- **PROVIDED MATERIAL**:
Segment Open
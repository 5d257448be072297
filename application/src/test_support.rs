//! Scripted fakes for use case tests.

use crate::ports::conversation_logger::{ConversationEvent, ConversationLogger};
use crate::ports::health_probe::{HealthProbe, NodeStatus};
use crate::ports::inference_gateway::{GatewayError, InferenceGateway};
use crate::ports::progress::ProgressNotifier;
use async_trait::async_trait;
use council_domain::{Chairman, Council, Endpoint, Member, Phase, Roster};
use std::collections::{HashMap, VecDeque};
use std::sync::Mutex;
use std::sync::atomic::{AtomicUsize, Ordering};
use std::time::Duration;
use tokio::time::Instant;

pub const CHAIR_URL: &str = "http://chair:11434";

/// How a fake backend answers one call
#[derive(Debug, Clone)]
pub enum Behavior {
    /// Opinion, rating-led critique or final answer depending on the prompt
    Echo,
    Reply(String),
    /// Sleep, then behave like `Echo`
    Delay(Duration),
    /// Never answer
    Hang,
    Refuse,
    Empty,
    /// The backend task dies mid-call
    Panic,
}

#[derive(Debug, Clone)]
pub struct RecordedCall {
    pub url: String,
    pub prompt: String,
    pub started: Instant,
    pub finished: Instant,
}

pub struct FakeGateway {
    defaults: HashMap<String, Behavior>,
    scripted: Mutex<HashMap<String, VecDeque<Behavior>>>,
    calls: Mutex<Vec<RecordedCall>>,
    in_flight: AtomicUsize,
    max_in_flight: AtomicUsize,
}

impl FakeGateway {
    pub fn new() -> Self {
        Self {
            defaults: HashMap::new(),
            scripted: Mutex::new(HashMap::new()),
            calls: Mutex::new(Vec::new()),
            in_flight: AtomicUsize::new(0),
            max_in_flight: AtomicUsize::new(0),
        }
    }

    /// Default behavior for every call to `url`
    pub fn with(mut self, url: &str, behavior: Behavior) -> Self {
        self.defaults.insert(url.to_string(), behavior);
        self
    }

    /// One-shot behaviors consumed before the default applies
    pub fn with_sequence(self, url: &str, behaviors: Vec<Behavior>) -> Self {
        self.scripted
            .lock()
            .unwrap()
            .insert(url.to_string(), behaviors.into());
        self
    }

    pub fn calls(&self) -> Vec<RecordedCall> {
        self.calls.lock().unwrap().clone()
    }

    pub fn calls_to(&self, url: &str) -> Vec<RecordedCall> {
        self.calls().into_iter().filter(|c| c.url == url).collect()
    }

    pub fn max_in_flight(&self) -> usize {
        self.max_in_flight.load(Ordering::SeqCst)
    }

    fn next_behavior(&self, url: &str) -> Behavior {
        let scripted = self
            .scripted
            .lock()
            .unwrap()
            .get_mut(url)
            .and_then(|queue| queue.pop_front());
        scripted
            .or_else(|| self.defaults.get(url).cloned())
            .unwrap_or(Behavior::Echo)
    }

    fn echo(url: &str, prompt: &str) -> String {
        if prompt.starts_with("Critique this answer") {
            format!("Rating: 8/10\nSolid answer, reviewed via {}", url)
        } else if prompt.starts_with("You are the Council Chairman") {
            "Final: the council agrees.".to_string()
        } else {
            format!("{} says 42", url)
        }
    }
}

#[async_trait]
impl InferenceGateway for FakeGateway {
    async fn generate(&self, endpoint: &Endpoint, prompt: &str) -> Result<String, GatewayError> {
        let started = Instant::now();
        let now = self.in_flight.fetch_add(1, Ordering::SeqCst) + 1;
        self.max_in_flight.fetch_max(now, Ordering::SeqCst);

        let reply = match self.next_behavior(&endpoint.url) {
            Behavior::Echo => Ok(Self::echo(&endpoint.url, prompt)),
            Behavior::Reply(text) => Ok(text),
            Behavior::Delay(delay) => {
                tokio::time::sleep(delay).await;
                Ok(Self::echo(&endpoint.url, prompt))
            }
            Behavior::Hang => std::future::pending().await,
            Behavior::Refuse => Err(GatewayError::ConnectionError(
                "connection refused".to_string(),
            )),
            Behavior::Empty => Ok("   \n".to_string()),
            Behavior::Panic => panic!("backend task crashed"),
        };

        self.in_flight.fetch_sub(1, Ordering::SeqCst);
        self.calls.lock().unwrap().push(RecordedCall {
            url: endpoint.url.clone(),
            prompt: prompt.to_string(),
            started,
            finished: Instant::now(),
        });
        reply
    }
}

/// Probe that reports every URL in `offline` as down
pub struct FakeProbe {
    pub offline: Vec<String>,
    pub hang: Vec<String>,
}

#[async_trait]
impl HealthProbe for FakeProbe {
    async fn probe(&self, endpoint: &Endpoint) -> NodeStatus {
        if self.hang.contains(&endpoint.url) {
            return std::future::pending().await;
        }
        if self.offline.contains(&endpoint.url) {
            NodeStatus::Offline {
                reason: "connection refused".to_string(),
            }
        } else {
            NodeStatus::Online { latency_ms: 3 }
        }
    }
}

#[derive(Default)]
pub struct RecordingProgress {
    pub events: Mutex<Vec<String>>,
}

impl ProgressNotifier for RecordingProgress {
    fn on_phase_start(&self, phase: &Phase, total_tasks: usize) {
        self.events
            .lock()
            .unwrap()
            .push(format!("start:{}:{}", phase.as_str(), total_tasks));
    }

    fn on_task_complete(&self, phase: &Phase, label: &str, success: bool) {
        self.events
            .lock()
            .unwrap()
            .push(format!("task:{}:{}:{}", phase.as_str(), label, success));
    }

    fn on_phase_complete(&self, phase: &Phase) {
        self.events
            .lock()
            .unwrap()
            .push(format!("done:{}", phase.as_str()));
    }
}

#[derive(Default)]
pub struct RecordingLogger {
    pub events: Mutex<Vec<(&'static str, serde_json::Value)>>,
}

impl ConversationLogger for RecordingLogger {
    fn log(&self, event: ConversationEvent) {
        self.events
            .lock()
            .unwrap()
            .push((event.event_type, event.payload));
    }
}

pub fn member_url(i: usize) -> String {
    format!("http://node{}:11434", i)
}

/// Council_1..=Council_n on node1..=noden, chairman on `CHAIR_URL`
pub fn council(n: usize) -> Council {
    let members = (1..=n)
        .map(|i| Member::new(format!("Council_{}", i), member_url(i), "llama3.2:1b"))
        .collect();
    Council::new(
        Roster::new(members).unwrap(),
        Chairman::new(CHAIR_URL, "llama3.2:3b"),
    )
}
Segment Closed
- **EXERCISE**: Print each line, exactly as written, from the one that contains "let members = (1..=n)" to the end of the data above, with both end lines included and nothing else.

- **EXERCISE ANSWER**:
    let members = (1..=n)
        .map(|i| Member::new(format!("Council_{}", i), member_url(i), "llama3.2:1b"))
        .collect();
    Council::new(
        Roster::new(members).unwrap(),
        Chairman::new(CHAIR_URL, "llama3.2:3b"),
    )
}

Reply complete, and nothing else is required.